I spent last week in New York, visiting my in-laws. The day after we returned to California, my mother-in-law, Judith Winship, died after a long illness. She was 78.

She was a lawyer, admitted to the New York bar in 1980 as Judith Carlson Greene. She spent her career as an in-house lawyer, starting at Smith Barney and sticking with the company as it merged with Salomon Brothers, then Travelers Group, then Citigroup, where she was an associate general counsel when she retired in 2001. After retirement, she went on to serve as a FINRA arbitrator.

It's fitting that she never changed jobs—she was one of the most loyal people I ever met. She was also one of the fiercest. She wanted to be a lawyer her entire life, but her parents in Illinois discouraged her—there weren't many women going to law school when she graduated from college in 1963—so she became a school teacher instead. But after she and my husband's father divorced, she put herself through New York Law School, passing the bar at age 39.

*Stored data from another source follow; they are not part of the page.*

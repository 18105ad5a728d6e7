//! Reconnect backoff for the signaling link
//!
//! Exponential backoff with a hard cap and a bounded retry budget.

use serde::{Deserialize, Serialize};
use std::time::Duration;

/// Retry configuration for (re)connecting the signaling link
#[derive(Debug, Clone, Copy, PartialEq, Serialize, Deserialize)]
#[serde(default)]
pub struct RetryPolicy {
    /// Retries after the first failed attempt
    pub retries: u32,
    /// Multiplier applied per retry
    pub factor: f64,
    /// Delay before the first retry, in milliseconds
    pub min_timeout_ms: u64,
    /// Upper bound for any single delay, in milliseconds
    pub max_timeout_ms: u64,
}

impl Default for RetryPolicy {
    fn default() -> Self {
        Self {
            retries: 10,
            factor: 1.5,
            min_timeout_ms: 1_000,
            max_timeout_ms: 5_000,
        }
    }
}

impl RetryPolicy {
    /// Delay before retry number `retry` (1-based)
    pub fn delay(&self, retry: u32) -> Duration {
        let exponent = retry.saturating_sub(1) as i32;
        let raw = self.min_timeout_ms as f64 * self.factor.powi(exponent);
        let capped = raw.min(self.max_timeout_ms as f64).round();
        Duration::from_millis(capped as u64)
    }

    /// All delays of a full retry budget, in order
    pub fn schedule(&self) -> Vec<Duration> {
        (1..=self.retries).map(|retry| self.delay(retry)).collect()
    }
}

/// Per-channel retry bookkeeping
#[derive(Debug, Clone, Default)]
pub struct RetryState {
    /// Failed attempts since the last successful connect
    pub attempt: u32,
    /// Whether any connection attempt ever succeeded
    pub ever_connected: bool,
    pub next_delay: Option<Duration>,
}

impl RetryState {
    /// Record a failed attempt. Returns the delay to wait before the next
    /// attempt, or `None` when the budget is exhausted.
    pub fn record_failure(&mut self, policy: &RetryPolicy) -> Option<Duration> {
        self.attempt += 1;
        self.next_delay = if self.attempt > policy.retries {
            None
        } else {
            Some(policy.delay(self.attempt))
        };
        self.next_delay
    }

    pub fn record_success(&mut self) {
        self.attempt = 0;
        self.ever_connected = true;
        self.next_delay = None;
    }
}
impl NegotiationEngine {
    pub fn new(
        signaling: Arc<dyn Signaling>,
        peers: Arc<dyn PeerConnectionFactory>,
        capabilities: PlatformCapabilities,
    ) -> Self {
        Self {
            signaling,
            peers,
            capabilities,
        }
    }

    /// Publish `stream` on a new send-only connection
    pub async fn publish(&self, stream: &LocalStream, config: &PeerConfig) -> Result<PublishedMedia> {
        let mut txn = NegotiationTransaction::new(TransactionKind::Publish, &stream.stream_id);
        let peer = self.peers.create(config).await?;

        let request = PublishStream {
            stream_id: stream.stream_id.clone(),
            bitrate: stream.bitrate,
            attributes: stream.attributes.clone(),
        };

        let result = guarded(
            peer.as_ref(),
            self.run_publish(&mut txn, peer.as_ref(), stream, &request),
        )
        .await;

        match result {
            Ok(tracks) => {
                txn.advance(TransactionPhase::Committed);
                tracing::info!("Published stream {}", stream.stream_id);
                Ok(PublishedMedia {
                    stream_id: stream.stream_id.clone(),
                    peer,
                    request,
                    tracks,
                })
            }
            Err(e) => {
                txn.fail(&e);
                close_quietly(peer.as_ref()).await;
                Err(e)
            }
        }
    }

    async fn run_publish(
        &self,
        txn: &mut NegotiationTransaction,
        peer: &dyn PeerConnection,
        stream: &LocalStream,
        request: &PublishStream,
    ) -> Result<HashMap<MediaKind, SentTrack>> {
        let mut tracks = HashMap::new();
        for track in stream.tracks() {
            let sender = peer.add_sender(track).await.map_err(sdp_error)?;
            tracks.insert(
                track.kind,
                SentTrack {
                    sender,
                    track: track.clone(),
                },
            );
        }

        self.publish_round_trip(txn, peer, request).await?;
        Ok(tracks)
    }

    /// Offer, `publish` command, answer
    async fn publish_round_trip(
        &self,
        txn: &mut NegotiationTransaction,
        peer: &dyn PeerConnection,
        request: &PublishStream,
    ) -> Result<()> {
        let response = self
            .exchange(txn, peer, OfferOptions::default(), CommandKind::Publish, |sdp| {
                serde_json::to_value(PublishRequest {
                    sdp,
                    stream: request.clone(),
                })
            })
            .await?;

        let response: SdpResponse = serde_json::from_value(response)?;
        apply_answer(txn, peer, response.sdp).await
    }

    /// Detach and close, then tell the server
    pub async fn unpublish(&self, media: PublishedMedia) -> Result<()> {
        let mut txn = NegotiationTransaction::new(TransactionKind::Unpublish, &media.stream_id);

        for (kind, sent) in &media.tracks {
            if let Err(e) = media.peer.remove_sender(sent.sender).await {
                tracing::debug!("Failed to detach {} sender: {}", kind, e);
            }
        }
        close_quietly(media.peer.as_ref()).await;

        txn.advance(TransactionPhase::AnswerPending);
        let data = serde_json::to_value(UnpublishRequest {
            stream_id: media.stream_id.clone(),
        })?;

        match self.signaling.request(CommandKind::Unpublish, data).await {
            Ok(_) => {
                txn.advance(TransactionPhase::Committed);
                tracing::info!("Unpublished stream {}", media.stream_id);
                Ok(())
            }
            Err(e) => {
                txn.fail(&e);
                Err(e)
            }
        }
    }

    /// Subscribe to a remote stream on a new receive-only connection.
    /// `on_track` is registered before the offer is generated.
    pub async fn subscribe(
        &self,
        publisher_stream_id: &str,
        config: &PeerConfig,
        on_track: TrackHandler,
    ) -> Result<SubscribedMedia> {
        let mut txn = NegotiationTransaction::new(TransactionKind::Subscribe, publisher_stream_id);
        let peer = self.peers.create(config).await?;
        peer.on_track(on_track);

        let result = guarded(
            peer.as_ref(),
            self.run_subscribe(&mut txn, peer.as_ref(), publisher_stream_id),
        )
        .await;

        match result {
            Ok(response) => {
                txn.advance(TransactionPhase::Committed);
                let subscriber_stream_id = response
                    .stream
                    .subscriber_id
                    .unwrap_or_else(|| Uuid::new_v4().to_string());
                tracing::info!(
                    "Subscribed to stream {} as {}",
                    publisher_stream_id,
                    subscriber_stream_id
                );
                Ok(SubscribedMedia {
                    publisher_stream_id: publisher_stream_id.to_string(),
                    subscriber_stream_id,
                    attributes: response.stream.attributes,
                    peer,
                })
            }
            Err(e) => {
                txn.fail(&e);
                close_quietly(peer.as_ref()).await;
                Err(e)
            }
        }
    }

    async fn run_subscribe(
        &self,
        txn: &mut NegotiationTransaction,
        peer: &dyn PeerConnection,
        publisher_stream_id: &str,
    ) -> Result<SubscribeResponse> {
        let options = if self.capabilities.explicit_receive_transceivers {
            peer.add_receiver(MediaKind::Audio).await.map_err(sdp_error)?;
            peer.add_receiver(MediaKind::Video).await.map_err(sdp_error)?;
            OfferOptions::default()
        } else {
            OfferOptions {
                receive_audio: true,
                receive_video: true,
            }
        };

        let response = self
            .exchange(txn, peer, options, CommandKind::Subscribe, |sdp| {
                serde_json::to_value(SubscribeRequest {
                    sdp,
                    stream: SubscribeStream {
                        publisher_id: publisher_stream_id.to_string(),
                    },
                })
            })
            .await?;

        let response: SubscribeResponse = serde_json::from_value(response)?;
        apply_answer(txn, peer, response.sdp.clone()).await?;
        Ok(response)
    }

    /// Tell the server, then close. Local teardown happens even if the
    /// command fails; the command's error is returned.
    pub async fn unsubscribe(&self, media: SubscribedMedia) -> Result<()> {
        let mut txn =
            NegotiationTransaction::new(TransactionKind::Unsubscribe, &media.publisher_stream_id);

        txn.advance(TransactionPhase::AnswerPending);
        let data = serde_json::to_value(UnsubscribeRequest {
            publisher_stream_id: media.publisher_stream_id.clone(),
            subscriber_stream_id: media.subscriber_stream_id.clone(),
        })?;
        let result = self.signaling.request(CommandKind::Unsubscribe, data).await;

        close_quietly(media.peer.as_ref()).await;
        txn.advance(TransactionPhase::Committed);

        if let Err(e) = &result {
            tracing::warn!(
                "Unsubscribe from {} not acknowledged: {}",
                media.publisher_stream_id,
                e
            );
        }
        result.map(|_| ())
    }

    /// Swap the published track of `track.kind` and renegotiate.
    /// An existing sender keeps its transceiver and only changes track.
    /// On failure the offer is rolled back and the previous track put back
    /// on the same sender.
    pub async fn renegotiate(&self, media: &mut PublishedMedia, track: MediaTrack) -> Result<()> {
        let mut txn = NegotiationTransaction::new(TransactionKind::Renegotiate, &media.stream_id);
        let kind = track.kind;
        let peer = media.peer.clone();
        let previous = media.tracks.get(&kind).cloned();

        let mut attached = None;
        let result = guarded(
            peer.as_ref(),
            self.run_renegotiate(
                &mut txn,
                peer.as_ref(),
                &media.request,
                previous.as_ref().map(|sent| sent.sender),
                &track,
                &mut attached,
            ),
        )
        .await;

        match result {
            Ok(()) => {
                txn.advance(TransactionPhase::Committed);
                if let Some(sender) = attached {
                    media.tracks.insert(kind, SentTrack { sender, track });
                }
                tracing::info!("Replaced {} track on stream {}", kind, media.stream_id);
                Ok(())
            }
            Err(e) => {
                txn.fail(&e);
                if txn.local_description.is_some() {
                    if let Err(err) = peer.rollback().await {
                        tracing::debug!("Failed to roll back offer: {}", err);
                    }
                }
                match (attached, previous) {
                    (Some(_), Some(previous)) => {
                        if let Err(err) = peer.replace_track(previous.sender, &previous.track).await {
                            tracing::warn!("Could not restore previous {} track: {}", kind, err);
                        }
                    }
                    (Some(sender), None) => {
                        if let Err(err) = peer.remove_sender(sender).await {
                            tracing::debug!("Failed to detach new {} sender: {}", kind, err);
                        }
                    }
                    (None, _) => {}
                }
                Err(e)
            }
        }
    }

    async fn run_renegotiate(
        &self,
        txn: &mut NegotiationTransaction,
        peer: &dyn PeerConnection,
        request: &PublishStream,
        previous: Option<SenderId>,
        track: &MediaTrack,
        attached: &mut Option<SenderId>,
    ) -> Result<()> {
        let sender = match previous {
            Some(sender) => {
                peer.replace_track(sender, track).await.map_err(sdp_error)?;
                sender
            }
            None => peer.add_sender(track).await.map_err(sdp_error)?,
        };
        *attached = Some(sender);

        self.publish_round_trip(txn, peer, request).await
    }

    /// Generate and apply the local offer, then send `command`
    async fn exchange<F>(
        &self,
        txn: &mut NegotiationTransaction,
        peer: &dyn PeerConnection,
        options: OfferOptions,
        command: CommandKind,
        build: F,
    ) -> Result<Value>
    where
        F: FnOnce(String) -> serde_json::Result<Value> + Send,
    {
        let offer = peer.create_offer(options).await.map_err(sdp_error)?;
        let sdp = peer.set_local_description(&offer).await.map_err(sdp_error)?;
        txn.local_description = Some(sdp.clone());
        txn.advance(TransactionPhase::OfferSent);

        let data = build(sdp)?;
        txn.advance(TransactionPhase::AnswerPending);
        self.signaling.request(command, data).await
    }
}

She was incredibly proud of being a lawyer—to her, it was the finest and noblest of professions, and a central part of her identity. On Wall Street, she made her mark as a trailblazer and a fighter, with an unwavering sense of right and wrong. Granted, this didn't always make her the easiest mother-in-law, but she was an extraordinary person—an inspiration to me and so many others fortunate enough to have known her.

Godspeed Judith. You will be deeply missed.